11 de noviembre de 2012

LA CLORÓTICA DERECHA ESPAÑOLA




Vuelven los cuervos a cernirse sobre las cornisas de la economía española. Al menos, dicen los de Bruselas que las cuentas de los dos próximos años, más las del corriente, no van a salir por mucho que Montoro afile sus garras recaudatorias, que es para lo único que sirve. Tantos complejos asolan a la derecha española que sus remedios son los mismos de la izquierda, es decir, subir impuestos a tuti pleni y que vivan los novios. Pero el principal problema de la derecha es la desafección de una buena parte de su junta parroquial. Me refiero a que la derecha catalana y vasca, esas derechas absurdamente soberanistas, han hecho mutis por el foro y se han constituido en un “tea party” al margen y como con pocas ganas de bailar pasodobles. Naturalmente, el resto del pupilaje, que es el más pobre y con el cerebro de feldespato, o sea, el español por excelencia, ha devenido en poca cosa y dispuesto a pasar desapercibido y como en plan abanto para no molestar. De modo que el gran problema de la política española es la división de la derecha, que debilita enormemente el caudal de energía que se precisa para atajar, de una vez por todas, la sangría de la crisis.
Mientras Urkullu, el barítono, se aclara la garganta al socaire de la aventura catalana, el mandibulario Mas se da una vuelta por Bruselas para ver más que nada si sería bien recibido en el caso de que Cataluña tomara las de Villadiego. Mientras tanto, el lento Rajoy mira a un lado y a otro con el fin de establecer las pautas que dilapiden con mayor eficacia la torrentera de votos que los españoles hemos puesto en sus manos. Este es, mis queridos y pacientes lectores, el panorama de la derecha española. Mientras unos, los más ricos, juegan a encerrarse en un sólo juguete, otros, los de Rajoy, se meten debajo de la cama para ver si casualmente escampa en el exterior por arte de birlibirloque. Y, para colmo de males, disponemos de una Constitución que, además de felpudo, sirve como casino, lupanar o falansterio.

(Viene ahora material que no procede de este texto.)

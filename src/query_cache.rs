use crate::types::{CacheStats, QuerySignature};
use lru::LruCache;
use std::num::NonZeroUsize;

/// Default number of memoized query results.
pub const DEFAULT_CACHE_CAPACITY: usize = 128;

/// A bounded memo of query results of type `V` keyed by their `QuerySignature`.
///
/// Each kind of result (quantity totals, value totals, rankings) gets its own
/// cache, so a lookup always yields the type its caller computes.
///
/// The cache holds results computed from a specific state of the inventory,
/// so it must be cleared by every mutation. The inventory does this inside the
/// same critical section as the mutation itself, which means a reader can never
/// combine a stale memoized result with post-mutation state.
///
/// When full, the least-recently-used entry is evicted. Eviction never affects
/// correctness: a missing entry is simply recomputed on the next lookup.
///
/// ## Thread Safety
///
/// Like the indices, the cache has no lock of its own and is only reached
/// through the inventory's guarded state.
#[derive(Debug)]
pub struct QueryCache<V> {
    /// Memoized results, most recently used first
    entries: LruCache<QuerySignature, V>,
    /// Lookups answered from `entries`
    hits: u64,
    /// Lookups that ran the query
    misses: u64,
}

impl<V: Clone> QueryCache<V> {
    /// Creates an empty cache holding at most `capacity` results.
    ///
    /// ## Examples
    ///
    /// ```
    /// use inventory_index::QueryCache;
    /// use std::num::NonZeroUsize;
    ///
    /// let cache: QueryCache<u64> = QueryCache::new(NonZeroUsize::new(16).unwrap());
    /// assert_eq!(cache.capacity(), 16);
    /// ```
    pub fn new(capacity: NonZeroUsize) -> Self {
        QueryCache {
            entries: LruCache::new(capacity),
            hits: 0,
            misses: 0,
        }
    }

    /// Returns the memoized result for `signature`, running `compute` on a miss.
    ///
    /// ## Examples
    ///
    /// ```
    /// use inventory_index::{QueryCache, QuerySignature};
    ///
    /// let mut cache: QueryCache<u64> = QueryCache::default();
    /// let first = cache.get_or_compute(QuerySignature::TopKByPrice(3), || 7);
    /// let second = cache.get_or_compute(QuerySignature::TopKByPrice(3), || 0);
    /// assert_eq!(first, 7);
    /// assert_eq!(first, second);
    /// assert_eq!(cache.stats().hits, 1);
    /// ```
    pub fn get_or_compute<F>(&mut self, signature: QuerySignature, compute: F) -> V
    where
        F: FnOnce() -> V,
    {
        if let Some(result) = self.entries.get(&signature) {
            self.hits += 1;
            tracing::trace!(?signature, "query cache hit");
            return result.clone();
        }

        self.misses += 1;
        tracing::trace!(?signature, "query cache miss");

        let result = compute();
        self.entries.put(signature, result.clone());
        result
    }

    /// Drops every memoized result.
    pub fn clear(&mut self) {
        self.entries.clear();
    }

    /// Returns the number of memoized results.
    pub fn len(&self) -> usize {
        self.entries.len()
    }

    /// Returns whether nothing is memoized.
    pub fn is_empty(&self) -> bool {
        self.entries.is_empty()
    }

    /// Returns the maximum number of memoized results.
    pub fn capacity(&self) -> usize {
        self.entries.cap().get()
    }

    /// Returns the hit/miss counters and the current entry count.
    pub fn stats(&self) -> CacheStats {
        CacheStats {
            hits: self.hits,
            misses: self.misses,
            entries: self.entries.len(),
        }
    }
}

impl<V: Clone> Default for QueryCache<V> {
    fn default() -> Self {
        Self::new(NonZeroUsize::new(DEFAULT_CACHE_CAPACITY).unwrap_or(NonZeroUsize::MIN))
    }
}
use std::collections::{BTreeMap, BTreeSet};

/// A secondary index over one numeric attribute of the stored records.
///
/// Entries are `(key, identifier)` pairs kept in total order: first by key,
/// then by identifier. Internally every distinct key owns a level holding the
/// identifiers that currently carry that key, so that:
///
/// - Insertion and removal are $O(\log{N})$ thanks to the `BTreeMap` levels
/// - A range scan is $O(\log{N} + K)$ where $K$ is the number of matches
/// - The top-k entries are read straight off the end of the map
///
/// ### Thread Safety
///
/// The index has no lock of its own. It lives inside the inventory's guarded
/// state and is only touched while that lock is held.
#[derive(Debug, Clone)]
pub struct SortedIndex<K> {
    /// Key levels: each key maps to the identifiers that currently have it
    levels: BTreeMap<K, BTreeSet<String>>,
    /// Total number of `(key, identifier)` entries across all levels
    entries_count: usize,
}

impl<K: Ord + Clone> SortedIndex<K> {
    /// Creates a new empty index.
    ///
    /// ## Examples
    ///
    /// ```
    /// use inventory_index::SortedIndex;
    ///
    /// let index: SortedIndex<u64> = SortedIndex::new();
    /// assert!(index.is_empty());
    /// ```
    pub fn new() -> Self {
        SortedIndex {
            levels: BTreeMap::new(),
            entries_count: 0,
        }
    }

    /// Inserts the `(key, id)` pair.
    ///
    /// ## Returns
    ///
    /// `true` if the pair was not present before
    ///
    /// ## Examples
    ///
    /// ```
    /// use inventory_index::SortedIndex;
    ///
    /// let mut index = SortedIndex::new();
    /// assert!(index.insert(5_u64, "apple"));
    /// assert!(!index.insert(5_u64, "apple"));
    /// assert_eq!(index.len(), 1);
    /// ```
    pub fn insert(&mut self, key: K, id: &str) -> bool {
        let inserted = self.levels.entry(key).or_default().insert(id.to_owned());
        if inserted {
            self.entries_count += 1;
        }
        inserted
    }

    /// Removes the `(key, id)` pair.
    ///
    /// Removing a pair that is not present is a no-op. Levels left without
    /// identifiers are dropped so that the map only holds live keys.
    ///
    /// ## Returns
    ///
    /// `true` if the pair was present
    pub fn remove(&mut self, key: &K, id: &str) -> bool {
        let Some(level) = self.levels.get_mut(key) else {
            return false;
        };

        let removed = level.remove(id);
        if level.is_empty() {
            self.levels.remove(key);
        }
        if removed {
            self.entries_count -= 1;
        }
        removed
    }

    /// Returns whether the exact `(key, id)` pair is indexed.
    pub fn contains(&self, key: &K, id: &str) -> bool {
        self.levels
            .get(key)
            .map(|level| level.contains(id))
            .unwrap_or(false)
    }

    /// Returns every entry with `low <= key <= high`, in ascending order.
    ///
    /// An inverted interval (`low > high`) matches nothing.
    ///
    /// ## Examples
    ///
    /// ```
    /// use inventory_index::SortedIndex;
    ///
    /// let mut index = SortedIndex::new();
    /// index.insert(10_u64, "a");
    /// index.insert(20_u64, "b");
    /// index.insert(15_u64, "c");
    ///
    /// let matched: Vec<_> = index.range(&10, &15).map(|(_, id)| id).collect();
    /// assert_eq!(matched, vec!["a", "c"]);
    /// ```
    pub fn range<'a>(&'a self, low: &K, high: &K) -> impl Iterator<Item = (&'a K, &'a str)> + 'a {
        // `BTreeMap::range` panics on inverted bounds
        let levels = if low <= high {
            Some(self.levels.range(low.clone()..=high.clone()))
        } else {
            None
        };

        levels
            .into_iter()
            .flatten()
            .flat_map(|(key, level)| level.iter().map(move |id| (key, id.as_str())))
    }

    /// Returns the `k` entries with the largest keys, in descending order.
    ///
    /// Identifiers sharing a key come out in descending order, which is the
    /// ascending entry order read backwards. Asking for more entries than the
    /// index holds returns all of them, and `k == 0` returns nothing.
    ///
    /// ## Examples
    ///
    /// ```
    /// use inventory_index::SortedIndex;
    ///
    /// let mut index = SortedIndex::new();
    /// index.insert(5_u64, "a");
    /// index.insert(2_u64, "b");
    /// index.insert(5_u64, "c");
    ///
    /// let top: Vec<_> = index.top_k(2).into_iter().map(|(_, id)| id).collect();
    /// assert_eq!(top, vec!["c", "a"]);
    /// ```
    pub fn top_k(&self, k: usize) -> Vec<(&K, &str)> {
        self.levels
            .iter()
            .rev()
            .flat_map(|(key, level)| level.iter().rev().map(move |id| (key, id.as_str())))
            .take(k)
            .collect()
    }

    /// Iterates over all entries in ascending `(key, id)` order.
    pub fn iter(&self) -> impl Iterator<Item = (&K, &str)> {
        self.levels
            .iter()
            .flat_map(|(key, level)| level.iter().map(move |id| (key, id.as_str())))
    }

    /// Returns the total number of entries.
    pub fn len(&self) -> usize {
        self.entries_count
    }

    /// Returns whether the index holds no entries.
    pub fn is_empty(&self) -> bool {
        self.entries_count == 0
    }

    /// Returns the number of distinct keys.
    pub fn key_levels_count(&self) -> usize {
        self.levels.len()
    }

    /// Drops every entry.
    pub fn clear(&mut self) {
        self.levels.clear();
        self.entries_count = 0;
    }
}

impl<K: Ord + Clone> Default for SortedIndex<K> {
    fn default() -> Self {
        Self::new()
    }
}

#[cfg(test)]
mod tests {
    use super::*;

    fn sample_index() -> SortedIndex<u64> {
        let mut index = SortedIndex::new();
        for (key, id) in [(10, "a"), (20, "b"), (15, "c"), (15, "d")] {
            index.insert(key, id);
        }
        index
    }

    #[test]
    fn test_entries_are_ordered_by_key_then_id() {
        let index = sample_index();
        let entries: Vec<_> = index.iter().map(|(key, id)| (*key, id)).collect();
        assert_eq!(entries, vec![(10, "a"), (15, "c"), (15, "d"), (20, "b")]);
    }

    #[test]
    fn test_remove_missing_pair_is_noop() {
        let mut index = sample_index();
        assert!(!index.remove(&10, "b"), "Wrong key for `b` must not match");
        assert!(!index.remove(&99, "a"), "Unknown key must not match");
        assert_eq!(index.len(), 4);
    }

    #[test]
    fn test_remove_drops_empty_levels() {
        let mut index = sample_index();
        assert!(index.remove(&10, "a"));
        assert_eq!(index.key_levels_count(), 2);
        assert!(index.remove(&15, "c"));
        assert_eq!(index.key_levels_count(), 2, "Level 15 still holds `d`");
        assert_eq!(index.len(), 2);
    }

    #[test]
    fn test_range_bounds_are_inclusive() {
        let index = sample_index();
        let ids: Vec<_> = index.range(&15, &20).map(|(_, id)| id).collect();
        assert_eq!(ids, vec!["c", "d", "b"]);

        assert_eq!(index.range(&11, &14).count(), 0);
        assert_eq!(index.range(&20, &10).count(), 0, "Inverted bounds");
    }

    #[test]
    fn test_top_k_edges() {
        let index = sample_index();
        assert!(index.top_k(0).is_empty());

        let all: Vec<_> = index.top_k(100).into_iter().map(|(_, id)| id).collect();
        assert_eq!(all, vec!["b", "d", "c", "a"]);
    }
}
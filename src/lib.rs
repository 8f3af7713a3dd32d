//! A thread-safe, in-memory inventory with sorted secondary indices,
//! range aggregation, top-k ranking and a query cache that stays coherent
//! under concurrent mutation.
//!
//! ## Architecture
//!
//! The `InventoryService` composes four pieces behind a single lock:
//!
//! 1. A record map from identifier to `Record` (price, quantity, metadata)
//! 2. A `SortedIndex` by price and a `SortedIndex` by quantity
//! 3. A bounded `QueryCache` memoizing range and top-k results
//! 4. A `Mutex` guarding all of the above as one unit
//!
//! Every mutation updates the record map and both indices and clears the cache
//! before the lock is released, so readers observe either the whole mutation or
//! none of it.
//!
//! ## Example Usage
//!
//! ```rust
//! use inventory_index::{Decimal, InventoryService};
//! use std::sync::Arc;
//!
//! let inventory = Arc::new(InventoryService::new());
//!
//! // 1. Insert a few items
//! inventory.upsert_item("apple", Decimal::new(125, 2), 100, None).unwrap();
//! inventory.upsert_item("banana", Decimal::new(75, 2), 150, None).unwrap();
//! inventory.upsert_item("carrot", Decimal::new(50, 2), 200, None).unwrap();
//!
//! // 2. Aggregate over a price interval (served from the cache when repeated)
//! let quantity = inventory.range_query_quantity(Decimal::new(60, 2), Decimal::new(150, 2));
//! assert_eq!(quantity, 250);
//!
//! // 3. Rank by quantity
//! let top = inventory.top_k_by_quantity(1);
//! assert_eq!(top[0].0, "carrot");
//!
//! // 4. Any mutation invalidates memoized results
//! inventory.remove_item("carrot").unwrap();
//! assert_eq!(inventory.top_k_by_quantity(1)[0].0, "banana");
//! ```
//!
//! On the performance side, upserts and removals are $O(\log{N})$ because both
//! indices are backed by `BTreeMap`s, range aggregations are $O(\log{N} + K)$
//! and repeated queries are answered from the cache until the next mutation.

mod config;
mod error;
mod inventory;
mod query_cache;
mod sorted_index;
mod types;

// Re-export public API
pub use config::{ConfigError, InventoryConfig};
pub use error::{InventoryError, InventoryResult};
pub use inventory::InventoryService;
pub use query_cache::{QueryCache, DEFAULT_CACHE_CAPACITY};
pub use sorted_index::SortedIndex;
pub use types::{CacheStats, Metadata, QuerySignature, RankedRecords, Record};

// Re-export commonly used external dependencies
pub use rust_decimal::Decimal;
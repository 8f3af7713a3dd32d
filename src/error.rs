//! Error types of the inventory.

use thiserror::Error;

/// Errors returned by inventory operations.
///
/// These are the only two failure modes of the store: lock acquisition never
/// fails and there is no I/O involved.
#[derive(Error, Debug, Clone, PartialEq, Eq)]
pub enum InventoryError {
    /// The record supplied to an upsert is not acceptable
    #[error("Invalid record: {reason}")]
    InvalidRecord { reason: String },

    /// The requested identifier is not in the store
    #[error("Item '{0}' not found")]
    RecordNotFound(String),
}

/// Result type alias for inventory operations
pub type InventoryResult<T> = Result<T, InventoryError>;

#[cfg(test)]
mod tests {
    use super::*;

    #[test]
    fn test_error_display() {
        let err = InventoryError::RecordNotFound("apple".to_string());
        assert_eq!(err.to_string(), "Item 'apple' not found");

        let err = InventoryError::InvalidRecord {
            reason: "price must be non-negative, got -1".to_string(),
        };
        assert_eq!(
            err.to_string(),
            "Invalid record: price must be non-negative, got -1"
        );
    }
}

La política de Rajoy y del Partido Popular consiste en aparentar que se toman grandes medidas, pero aparte de freírnos a impuestos para arreglar la partida de los ingresos públicos, sobre los riscos del gasto ha sobrevolado con la ligereza y candor de un adagio de Mahler, tal vez lo suficiente para que la izquierda vea cumplido su sueño de arrastrar por las calles su destino vocinglero y como de baja estofa. La prueba está en que las previsiones de déficit para este año se sitúan en el ocho por ciento, una auténtica debacle para el futuro de la deuda pública y las posibilidades de crecimiento. Naturalmente, el problema radica en la blandenguería de Rajoy, posiblemente acuciado por el miedo cerval a perder votos. No obstante, alguien debería recordarle que si sigue en este plan de falsas apariencias, lo más probable es que los votos se le escapen igualmente por toda clase de troneras y sumideros. O sea que, si deja pasar el tiempo, va a perder una oportunidad dorada para llevar a cabo los cambios constitucionales que España necesita, empezando por las autonomías y ayuntamientos, y terminando por el adelgazamiento de la administración central y de todos sus órganos de gobierno. Yo me plantearía, por ejemplo, la supervivencia del Senado, un auténtico lujo para ricos que no nos deberíamos permitir. Sin embargo, no es difícil de profetizar que el tiempo pasará sin remedio, como en la copla de Casablanca, y todo seguirá igual, y esta derecha nuestra, clorótica y asustadiza, volverá a perder las elecciones a manos de la izquierda, el último requisito para la quiebra definitiva de lo que antiguamente llamábamos España. ¡Qué tiempos aquellos!